It's almost an insult to consider Zhu Wen as a man of his times. Writers like him are above all that, timeless: like Catullus, Balzac or Daniil Kharms, Zhu Wen is one of those writers who seems to leap from the pages of his stories, grinning obscenely and poking the reader in the abdomen. In the opening lines of the title piece of I Love Dollars, the story with which Zhu Wen burst onto China's literary scene in 1994, the narrator, in bed with a promiscuous divorcée, is surprised by a visit from his father, who addresses the woman: "And you would be Miss?" The narrator intercedes: "I didn't want Father to think the woman his son had just been sleeping with was some random pickup, a divorced older woman. I'd lose his respect. What the hell do you care what she's called? I said to Father, signaling to Wang Qing to get lost." Wang Qing leaves, smiling cryptically and clutching something in her fist, perhaps her panties. As his father scolds him for skulking inside and not getting more fresh air, the narrator silently retorts: "Ah, but Dad, some things, unfortunately, you can still only do inside. One day, one day I dream of doing them outside, on sun-drenched grass, happy and uninhibited, just like an animal. You never gave me the courage I really need; you forgot, just like your father did with you."

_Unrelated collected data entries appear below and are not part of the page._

//! Headless daemon wrapping the twinsync gateway: loads the TOML
//! config, connects the broker link, adds the configured devices and
//! runs until interrupted.

pub mod config;

use thiserror::Error;

use twinsync_gateway::{GatewayError, MqttLinkError};

#[derive(Error, Debug)]
pub enum TwinSyncdError {
    #[error("I/O Error")]
    Io(#[from] std::io::Error),
    #[error("Config Error: {0}")]
    Config(#[from] toml::de::Error),
    #[error("Gateway Error")]
    Gateway(#[from] GatewayError),
    #[error("Mqtt Error")]
    Mqtt(#[from] MqttLinkError),
}

pub type TwinSyncdResult<T> = std::result::Result<T, TwinSyncdError>;
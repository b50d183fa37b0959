//! The `twinsync-gateway` crate is the core of the twinsync edge
//! gateway: it bridges a fleet of local shop-floor devices (line-protocol
//! robots, tag-read PLCs) to a cloud MQTT broker.
//!
//! Remote users declare interest in device signals by publishing *plans*
//! on `twinsync/{tenant}/{gateway}/plan/...`. Per device, a session
//! unions all active user plans into one device-side subscription, polls
//! the device on a fixed tick, and emits frames upward. Frames are only
//! republished while at least one user holds a live lease; when the last
//! user leaves, publishing stops and the egress cache is dropped so a
//! stale frame can never reappear.
//!
//! The crate is composed of:
//! 1. A generic [`DeviceSession`] supervisor that owns the transport
//!    lifecycle: connect, one polling iteration per tick, fault
//!    classification, capped-backoff reconnect, graceful teardown.
//!    Concrete sessions ([`RobotSession`], [`PlcSession`]) implement the
//!    [`SessionHooks`] seam and layer plan-union semantics on top.
//! 2. The [`IngressRouter`], a single subscriber that parses topic
//!    triples into a [`DeviceKey`](twinsync_core::DeviceKey) and
//!    dispatches `plan`/`hb`/`leave` verbs to the owning session via the
//!    [`SessionRegistry`].
//! 3. The [`EgressPump`], a periodic publisher with a depth-1
//!    latest-wins cache per device, gated per device by user presence.
//! 4. The [`MqttLink`] facade over the broker connection, with a
//!    [`RumqttLink`] backend and an in-memory double for tests and
//!    simulation.
//! 5. The [`FleetRoster`] actor publishing the retained device roster
//!    document whenever membership or a status changes.
//!
//! # Examples
//! ```no_run
//! use twinsync_core::{GatewayScope, RobotConfig};
//! use twinsync_gateway::{EdgeGateway, GatewayOptions, MemoryLink, SimRobotConnector};
//!
//! #[actix::main]
//! async fn main() -> Result<(), Box<dyn std::error::Error>> {
//!     let link = MemoryLink::new();
//!     let scope = GatewayScope::new("acme", "gw0");
//!     let gateway = EdgeGateway::start(scope, link, GatewayOptions::default()).await?;
//!
//!     let cfg = RobotConfig {
//!         name: "R1".into(),
//!         ip: "10.0.0.7".into(),
//!         port: 5020,
//!         device_type: "robot-fanuc".into(),
//!         connect_timeout_ms: 3_000,
//!         read_timeout_ms: 500,
//!         stream_period_ms: 30,
//!     };
//!     gateway
//!         .add_robot(cfg, Box::new(SimRobotConnector::default()))
//!         .await?;
//!     Ok(())
//! }
//! ```

mod egress;
mod gateway;
mod ingress;
mod mqtt;
mod registry;
mod roster;
mod session;
mod transport;

pub use egress::EgressPump;
pub use gateway::{EdgeGateway, GatewayError, GatewayOptions};
pub use ingress::IngressRouter;
pub use mqtt::{
    HandlerError, InboundMessage, MemoryLink, MessageHandler, MqttLink, MqttLinkError,
    PublishedRecord, QosLevel, RumqttLink,
};
pub use registry::SessionRegistry;
pub use roster::{DataSeen, FleetRoster, StatusUpdate, UpsertDevice};
pub use session::{
    DeviceSession, PlanTarget, PlcSession, PlcTuning, RobotSession, RobotTuning, SessionControl,
    SessionCore, SessionError, SessionEvent, SessionHooks, SessionTuning,
};
pub use transport::{
    PlcConnector, PlcTransport, RobotConnector, RobotTransport, SimPlcBank, SimPlcConnector,
    SimPlcTransport, SimRobotConnector, SimRobotDevice, TcpRobotConnector, TransportError,
};
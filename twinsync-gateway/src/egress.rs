//! Egress pump: gated, depth-1, latest-wins publisher.
//!
//! Per device the pump keeps at most one cached frame and an enabled
//! bit, both behind the same mutex: disabling a device removes it from
//! BOTH maps in one critical section, which is what guarantees a frame
//! can never be republished after the last user left. Producers never
//! block; if frames arrive faster than the tick, intermediate ones are
//! simply overwritten.

use std::collections::{HashMap, HashSet};
use std::sync::atomic::{AtomicU64, Ordering};
use std::sync::{Arc, Mutex as StdMutex};
use tokio::task::JoinHandle;
use tokio::time::{Duration, MissedTickBehavior};
use tokio_util::sync::CancellationToken;

use crate::mqtt::{MqttLink, QosLevel};
use twinsync_core::{DataEnvelope, DeviceKey, Frame, FramePayload};

#[derive(Default)]
struct PumpState {
    enabled: HashSet<DeviceKey>,
    latest: HashMap<DeviceKey, Frame>,
}

pub struct EgressPump {
    link: Arc<dyn MqttLink>,
    state: StdMutex<PumpState>,
    pub_seq: AtomicU64,
    cancel: CancellationToken,
    ticker: StdMutex<Option<JoinHandle<()>>>,
}

impl EgressPump {
    /// Create the pump and spawn its ticker.
    pub fn start(link: Arc<dyn MqttLink>, period: Duration) -> Arc<Self> {
        let pump = Arc::new(Self {
            link,
            state: StdMutex::new(PumpState::default()),
            pub_seq: AtomicU64::new(0),
            cancel: CancellationToken::new(),
            ticker: StdMutex::new(None),
        });

        let tick_pump = pump.clone();
        let cancel = pump.cancel.clone();
        let handle = tokio::spawn(async move {
            let mut tick = tokio::time::interval(period);
            tick.set_missed_tick_behavior(MissedTickBehavior::Delay);
            loop {
                tokio::select! {
                    _ = cancel.cancelled() => break,
                    _ = tick.tick() => {}
                }
                tick_pump.publish_pending().await;
            }
        });
        *pump.ticker.lock().unwrap() = Some(handle);
        pump
    }

    /// Flip the per-device gate. Disabling removes the device from the
    /// enabled set AND drops its cached frame, atomically.
    pub fn set_publish_allowed(&self, key: &DeviceKey, allowed: bool) {
        let mut state = self.state.lock().unwrap();
        if allowed {
            state.enabled.insert(key.clone());
        } else {
            state.enabled.remove(key);
            state.latest.remove(key);
        }
    }

    /// Offer a frame. Silently dropped unless the device is enabled,
    /// so a racing producer cannot refill the cache after a disable.
    pub fn enqueue(&self, key: &DeviceKey, frame: Frame) {
        let mut state = self.state.lock().unwrap();
        if !state.enabled.contains(key) {
            return;
        }
        state.latest.insert(key.clone(), frame);
    }

    pub fn clear_device(&self, key: &DeviceKey) {
        let mut state = self.state.lock().unwrap();
        state.enabled.remove(key);
        state.latest.remove(key);
    }

    pub fn clear_all(&self) {
        let mut state = self.state.lock().unwrap();
        state.enabled.clear();
        state.latest.clear();
    }

    /// One pump tick: snapshot the enabled caches in a single critical
    /// section, then publish outside the lock.
    pub async fn publish_pending(&self) {
        let snapshot: Vec<(DeviceKey, Frame)> = {
            let state = self.state.lock().unwrap();
            state
                .latest
                .iter()
                .filter(|(key, _)| state.enabled.contains(*key))
                .map(|(key, frame)| (key.clone(), frame.clone()))
                .collect()
        };

        for (key, frame) in snapshot {
            let envelope = DataEnvelope {
                pub_seq: self.pub_seq.fetch_add(1, Ordering::SeqCst) + 1,
                ts: chrono::Utc::now().timestamp_millis(),
                frame_seq: frame.seq(),
                device_type: &key.device_type,
                device_id: &key.device_id,
                payload: FramePayload::from(&frame),
            };
            let payload = match serde_json::to_vec(&envelope) {
                Ok(payload) => payload,
                Err(e) => {
                    log::error!("egress: cannot serialize frame for {key}: {e}");
                    continue;
                }
            };
            if let Err(e) = self
                .link
                .publish(&key.data_topic(), payload, QosLevel::AtMostOnce, false)
                .await
            {
                log::warn!("egress: publish for {key} failed: {e}");
            }
        }
    }

    pub fn stop(&self) {
        self.cancel.cancel();
        if let Some(handle) = self.ticker.lock().unwrap().take() {
            handle.abort();
        }
    }
}

impl Drop for EgressPump {
    fn drop(&mut self) {
        self.stop();
    }
}
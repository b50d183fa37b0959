use serde::{Deserialize, Serialize};
use std::collections::BTreeMap;

use crate::{
    DeviceStatus, Frame, MachineDataPlan, PlanItem, PlcValue, RegisterValue, TelemetryPlan,
};

/// Discriminator of the inbound plan envelope. Absent means telemetry.
#[derive(Debug, Clone, Copy, Default, PartialEq, Eq, Serialize, Deserialize)]
pub enum PlanKind {
    #[default]
    #[serde(rename = "telemetry")]
    Telemetry,
    #[serde(rename = "machineData")]
    MachineData,
}

/// JSON body of a `plan` verb. Every array is optional on the wire;
/// a missing field is an empty field, never an error.
#[derive(Debug, Clone, Default, Deserialize)]
pub struct PlanEnvelope {
    #[serde(default)]
    pub kind: PlanKind,
    #[serde(default)]
    pub di: Vec<u16>,
    #[serde(default)]
    pub gi: Vec<u16>,
    #[serde(default)]
    pub go: Vec<u16>,
    #[serde(default, rename = "do")]
    pub do_: Vec<u16>,
    #[serde(default)]
    pub r: Vec<u16>,
    #[serde(default)]
    pub var: Vec<String>,
    #[serde(default, rename = "periodMs")]
    pub period_ms: Option<u64>,
    #[serde(default)]
    pub items: Vec<PlanItem>,
}

impl PlanEnvelope {
    pub fn into_telemetry_plan(self) -> TelemetryPlan {
        TelemetryPlan {
            di: self.di,
            gi: self.gi,
            go: self.go,
            do_: self.do_,
            r: self.r,
            var: self.var,
            period_ms: self.period_ms,
        }
    }

    pub fn into_machine_data_plan(self) -> MachineDataPlan {
        MachineDataPlan {
            items: self.items,
            period_ms: self.period_ms,
        }
    }
}

/// Outbound data envelope published on the per-device data topic.
#[derive(Debug, Serialize)]
#[serde(rename_all = "camelCase")]
pub struct DataEnvelope<'a> {
    pub pub_seq: u64,
    pub ts: i64,
    pub frame_seq: u64,
    pub device_type: &'a str,
    pub device_id: &'a str,
    pub payload: FramePayload<'a>,
}

/// Frame body of the data envelope; one variant per frame kind.
#[derive(Debug, Serialize)]
#[serde(untagged)]
pub enum FramePayload<'a> {
    Telemetry {
        #[serde(skip_serializing_if = "Option::is_none")]
        j: Option<&'a [f64; 6]>,
        #[serde(skip_serializing_if = "BTreeMap::is_empty")]
        di: &'a BTreeMap<u16, i32>,
        #[serde(skip_serializing_if = "BTreeMap::is_empty")]
        gi: &'a BTreeMap<u16, i32>,
        #[serde(skip_serializing_if = "BTreeMap::is_empty")]
        go: &'a BTreeMap<u16, i32>,
        #[serde(rename = "do", skip_serializing_if = "BTreeMap::is_empty")]
        do_: &'a BTreeMap<u16, i32>,
        #[serde(skip_serializing_if = "BTreeMap::is_empty")]
        r: &'a BTreeMap<u16, RegisterValue>,
        #[serde(skip_serializing_if = "BTreeMap::is_empty")]
        v: &'a BTreeMap<String, String>,
    },
    Plc {
        values: &'a BTreeMap<String, PlcValue>,
    },
}

impl<'a> From<&'a Frame> for FramePayload<'a> {
    fn from(frame: &'a Frame) -> Self {
        match frame {
            Frame::Telemetry(f) => FramePayload::Telemetry {
                j: f.joints_deg.as_ref(),
                di: &f.di,
                gi: &f.gi,
                go: &f.go,
                do_: &f.do_,
                r: &f.r,
                v: &f.var,
            },
            Frame::Plc(f) => FramePayload::Plc { values: &f.values },
        }
    }
}

/// Retained roster document describing the fleet; remote UIs use it to
/// discover devices and their statuses.
#[derive(Debug, Clone, Serialize, Deserialize)]
#[serde(rename_all = "camelCase")]
pub struct RosterDocument {
    pub ts: i64,
    pub tenant_id: String,
    pub gateway_id: String,
    pub devices: Vec<RosterEntry>,
}

#[derive(Debug, Clone, Serialize, Deserialize)]
#[serde(rename_all = "camelCase")]
pub struct RosterEntry {
    pub device_id: String,
    pub device_type: String,
    pub display_name: String,
    pub status: DeviceStatus,
    pub connection_type: String,
    #[serde(skip_serializing_if = "Option::is_none")]
    pub last_data_ms: Option<i64>,
}

#[cfg(test)]
mod tests {
    use super::*;
    use crate::TelemetryFrame;

    #[test]
    fn plan_envelope_defaults_missing_fields_to_empty() {
        let env: PlanEnvelope = serde_json::from_str(r#"{"di":[105]}"#).unwrap();
        assert_eq!(env.kind, PlanKind::Telemetry);
        assert_eq!(env.di, vec![105]);
        assert!(env.var.is_empty() && env.r.is_empty() && env.items.is_empty());
        assert_eq!(env.period_ms, None);
    }

    #[test]
    fn plan_envelope_parses_machine_data_kind() {
        let env: PlanEnvelope = serde_json::from_str(
            r#"{"kind":"machineData","items":[{"path":"Station1Status","expand":"udt"}]}"#,
        )
        .unwrap();
        assert_eq!(env.kind, PlanKind::MachineData);
        let plan = env.into_machine_data_plan();
        assert_eq!(plan.items[0].expand.as_deref(), Some("udt"));
    }

    #[test]
    fn telemetry_payload_elides_empty_sections() {
        let mut frame = TelemetryFrame::default();
        frame.di.insert(105, 1);
        let frame = Frame::Telemetry(frame);
        let env = DataEnvelope {
            pub_seq: 3,
            ts: 1_700_000_000_000,
            frame_seq: 9,
            device_type: "robot-fanuc",
            device_id: "R1",
            payload: FramePayload::from(&frame),
        };
        let json = serde_json::to_value(&env).unwrap();
        assert_eq!(json["pubSeq"], 3);
        assert_eq!(json["frameSeq"], 9);
        assert_eq!(json["payload"]["di"]["105"], 1);
        assert!(json["payload"].get("gi").is_none());
        assert!(json["payload"].get("j").is_none());
    }

    #[test]
    fn plc_payload_keys_values_by_original_path() {
        let mut frame = crate::PlcFrame::default();
        frame
            .values
            .insert("Program:MainProgram.PartCount".into(), PlcValue::Int32(41));
        let frame = Frame::Plc(frame);
        let json = serde_json::to_value(FramePayload::from(&frame)).unwrap();
        assert_eq!(
            json["values"]["Program:MainProgram.PartCount"],
            serde_json::json!({"k": "int32", "v": 41})
        );
    }
}
//! Shared data model for the twinsync edge gateway.
//!
//! This crate holds the types that cross crate boundaries in the
//! twinsync workspace: the routing [`DeviceKey`], the session
//! [`DeviceStatus`] machine states, the [`Frame`] sum type carried from
//! device sessions to the egress pump, the recursive [`PlcValue`] tag
//! union, the per-user plan types with their deterministic union
//! computation, and the JSON envelopes spoken on the MQTT wire.
//!
//! Everything here is plain data plus pure functions; the tasks, locks
//! and sockets that move these values around live in the
//! `twinsync-gateway` crate.

mod config;
mod envelope;
mod frame;
mod key;
mod plan;
mod status;
mod value;

pub use config::{GatewayScope, MqttConfig, PlcConfig, RobotConfig};
pub use envelope::{
    DataEnvelope, FramePayload, PlanEnvelope, PlanKind, RosterDocument, RosterEntry,
};
pub use frame::{Frame, PlcFrame, RegisterValue, TelemetryFrame};
pub use key::DeviceKey;
pub use plan::{MachineDataPlan, PlanItem, TelemetryPlan, MAX_TELEMETRY_FIELD, MIN_PERIOD_MS};
pub use status::DeviceStatus;
pub use value::PlcValue;

/// Root segment of every twinsync MQTT topic, ingress and egress.
pub const TOPIC_ROOT: &str = "twinsync";

/// Identifies a remote plan-publishing user within one gateway scope.
pub type UserId = String;
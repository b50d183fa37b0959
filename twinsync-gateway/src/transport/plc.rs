use async_trait::async_trait;
use std::collections::{BTreeMap, HashMap};
use std::sync::{Arc, Mutex as StdMutex};

use super::{PlcConnector, PlcTransport, TransportError};
use twinsync_core::{PlanItem, PlcConfig, PlcValue};

/// Shared tag memory of a simulated PLC.
///
/// Scalar tags live in a flat path map (array elements are stored under
/// their indexed path, `Line.Temps[3]`); UDT-typed tags carry their
/// member map so an `expand = "udt"` item can be resolved without a
/// separate type registry. A simulation driver mutates the bank while
/// sessions read through [`SimPlcTransport`].
#[derive(Default)]
pub struct SimPlcBank {
    tags: StdMutex<HashMap<String, PlcValue>>,
    udts: StdMutex<HashMap<String, BTreeMap<String, PlcValue>>>,
}

impl SimPlcBank {
    pub fn new() -> Arc<Self> {
        Arc::new(Self::default())
    }

    /// Bank preloaded with the tag space the simulation scenarios use:
    /// the `Program:MainProgram.*` scalars, a `Station1Status` UDT and
    /// a small temperature array.
    pub fn seeded() -> Arc<Self> {
        let bank = Self::default();
        {
            let mut tags = bank.tags.lock().unwrap();
            tags.insert(
                "Program:MainProgram.MotorRunning".into(),
                PlcValue::Bool(true),
            );
            tags.insert("Program:MainProgram.PartCount".into(), PlcValue::Int32(0));
            for i in 0..8 {
                tags.insert(format!("Line.Temps[{i}]"), PlcValue::Double(20.0 + i as f64));
            }
        }
        {
            let mut udts = bank.udts.lock().unwrap();
            let mut members = BTreeMap::new();
            members.insert("Run".into(), PlcValue::Bool(true));
            members.insert("Faulted".into(), PlcValue::Bool(false));
            members.insert("FaultCode".into(), PlcValue::Int32(0));
            members.insert("Speed".into(), PlcValue::Double(1450.0));
            members.insert("Temp0".into(), PlcValue::Double(36.2));
            members.insert("Temp1".into(), PlcValue::Double(41.8));
            udts.insert("Station1Status".into(), members);
        }
        Arc::new(bank)
    }

    pub fn set_tag(&self, path: impl Into<String>, value: PlcValue) {
        self.tags.lock().unwrap().insert(path.into(), value);
    }

    pub fn set_udt(&self, path: impl Into<String>, members: BTreeMap<String, PlcValue>) {
        self.udts.lock().unwrap().insert(path.into(), members);
    }

    fn scalar(&self, path: &str) -> PlcValue {
        self.tags
            .lock()
            .unwrap()
            .get(path)
            .cloned()
            .unwrap_or(PlcValue::Null)
    }

    fn udt(&self, path: &str) -> Option<BTreeMap<String, PlcValue>> {
        self.udts.lock().unwrap().get(path).cloned()
    }
}

/// Splits `Base[a..b]` into its base path and inclusive index range.
fn parse_range(path: &str) -> Option<(&str, usize, usize)> {
    let open = path.find('[')?;
    let inner = path[open + 1..].strip_suffix(']')?;
    let (a, b) = inner.split_once("..")?;
    let a: usize = a.trim().parse().ok()?;
    let b: usize = b.trim().parse().ok()?;
    if b < a {
        return None;
    }
    Some((&path[..open], a, b))
}

/// Tag reader over a [`SimPlcBank`], honoring the per-config caps on
/// array elements and struct fields.
pub struct SimPlcTransport {
    bank: Arc<SimPlcBank>,
    max_array_elements: usize,
    max_struct_fields: usize,
}

#[async_trait]
impl PlcTransport for SimPlcTransport {
    async fn read(
        &mut self,
        items: &[PlanItem],
    ) -> Result<BTreeMap<String, PlcValue>, TransportError> {
        let mut values = BTreeMap::new();
        for item in items {
            let value = if item.expand.as_deref() == Some("udt") {
                match self.bank.udt(&item.path) {
                    Some(members) => PlcValue::Struct(
                        members.into_iter().take(self.max_struct_fields).collect(),
                    ),
                    None => PlcValue::Null,
                }
            } else if let Some((base, a, b)) = parse_range(&item.path) {
                let count = (b - a + 1).min(self.max_array_elements);
                PlcValue::Array(
                    (a..a + count)
                        .map(|i| self.bank.scalar(&format!("{base}[{i}]")))
                        .collect(),
                )
            } else {
                self.bank.scalar(&item.path)
            };
            values.insert(item.path.clone(), value);
        }
        Ok(values)
    }

    async fn close(&mut self) {}
}

/// Hands out readers over one shared [`SimPlcBank`].
pub struct SimPlcConnector {
    bank: Arc<SimPlcBank>,
    max_array_elements: usize,
    max_struct_fields: usize,
}

impl SimPlcConnector {
    pub fn new(bank: Arc<SimPlcBank>, cfg: &PlcConfig) -> Self {
        Self {
            bank,
            max_array_elements: cfg.max_array_elements,
            max_struct_fields: cfg.max_struct_fields,
        }
    }

    pub fn bank(&self) -> Arc<SimPlcBank> {
        self.bank.clone()
    }
}

#[async_trait]
impl PlcConnector for SimPlcConnector {
    async fn connect(&self) -> Result<Box<dyn PlcTransport>, TransportError> {
        Ok(Box::new(SimPlcTransport {
            bank: self.bank.clone(),
            max_array_elements: self.max_array_elements,
            max_struct_fields: self.max_struct_fields,
        }))
    }
}

#[cfg(test)]
mod tests {
    use super::*;

    fn transport() -> SimPlcTransport {
        SimPlcTransport {
            bank: SimPlcBank::seeded(),
            max_array_elements: 4,
            max_struct_fields: 64,
        }
    }

    #[tokio::test]
    async fn udt_expand_resolves_member_struct() {
        let mut t = transport();
        let items = [PlanItem::expanded("Station1Status", "udt")];
        let values = t.read(&items).await.unwrap();
        match &values["Station1Status"] {
            PlcValue::Struct(members) => {
                let names: Vec<&str> = members.keys().map(String::as_str).collect();
                assert_eq!(
                    names,
                    ["FaultCode", "Faulted", "Run", "Speed", "Temp0", "Temp1"]
                );
            }
            other => panic!("expected struct, got {other:?}"),
        }
    }

    #[tokio::test]
    async fn range_path_reads_capped_array() {
        let mut t = transport();
        let items = [PlanItem::new("Line.Temps[0..7]")];
        let values = t.read(&items).await.unwrap();
        match &values["Line.Temps[0..7]"] {
            // 8 requested, capped at 4
            PlcValue::Array(elems) => {
                assert_eq!(elems.len(), 4);
                assert_eq!(elems[0], PlcValue::Double(20.0));
            }
            other => panic!("expected array, got {other:?}"),
        }
    }

    #[tokio::test]
    async fn unknown_tag_reads_null() {
        let mut t = transport();
        let values = t.read(&[PlanItem::new("Nope")]).await.unwrap();
        assert_eq!(values["Nope"], PlcValue::Null);
    }

    #[test]
    fn range_parse_rejects_malformed_suffixes() {
        assert_eq!(parse_range("Tag[3..1]"), None);
        assert_eq!(parse_range("Tag[3]"), None);
        assert_eq!(parse_range("Tag"), None);
        assert_eq!(parse_range("Tag[0..2]"), Some(("Tag", 0, 2)));
    }
}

This is weird, twisted territory, but it's the familiar weird, twisted territory of Kafka's "The Judgment" or Freud's chapter on "The Embarrassment-Dream of Nakedness." The sudden visit from the father after sex--who among us hasn't been unpleasantly surprised by a postcoital intrusion from the superego, wondering what the hell we are doing, at our age, in bed with this random person and how we plan to fulfill our parents' expectations of us? These are primal, ancient themes; people have been telling stories like this since Ham saw Noah naked. They remain fresh in part because of their psychosexual immediacy, and in part because not just anyone can tell them well. It requires savage irony and a gleeful contempt for public morals.
That said, let's get down to insulting Zhu Wen by considering him as a man of his times. Zhu Wen's savage irony and gleeful contempt for public morals are not entirely his own; they reflect the stinging disillusionment of Chinese intellectual culture in the aftermath of the Tiananmen massacre. The most surprising aspect of the cultural explosion that has come out of China since the early 1990s is its vicious sense of irony. The sarcasm of novelists like Yu Hua (Chronicle of a Blood Merchant), filmmakers like Ye Lou (Summer Palace) and bloggers like the foulmouthed Beijing provocateur Wang Xiao-feng (wangxiaofeng.et) is all the more striking coming from a country whose mass culture is for the most part sugar-sweet and commercially conformist. And to some extent, it is a reaction to that very commercial conformism. In a post in April ridiculing the popularity of "Anti-CNN" T-shirts in the wake of CNN's coverage of the Olympic torch protests, Wang Xiaofeng wrote:
Subscribe Now!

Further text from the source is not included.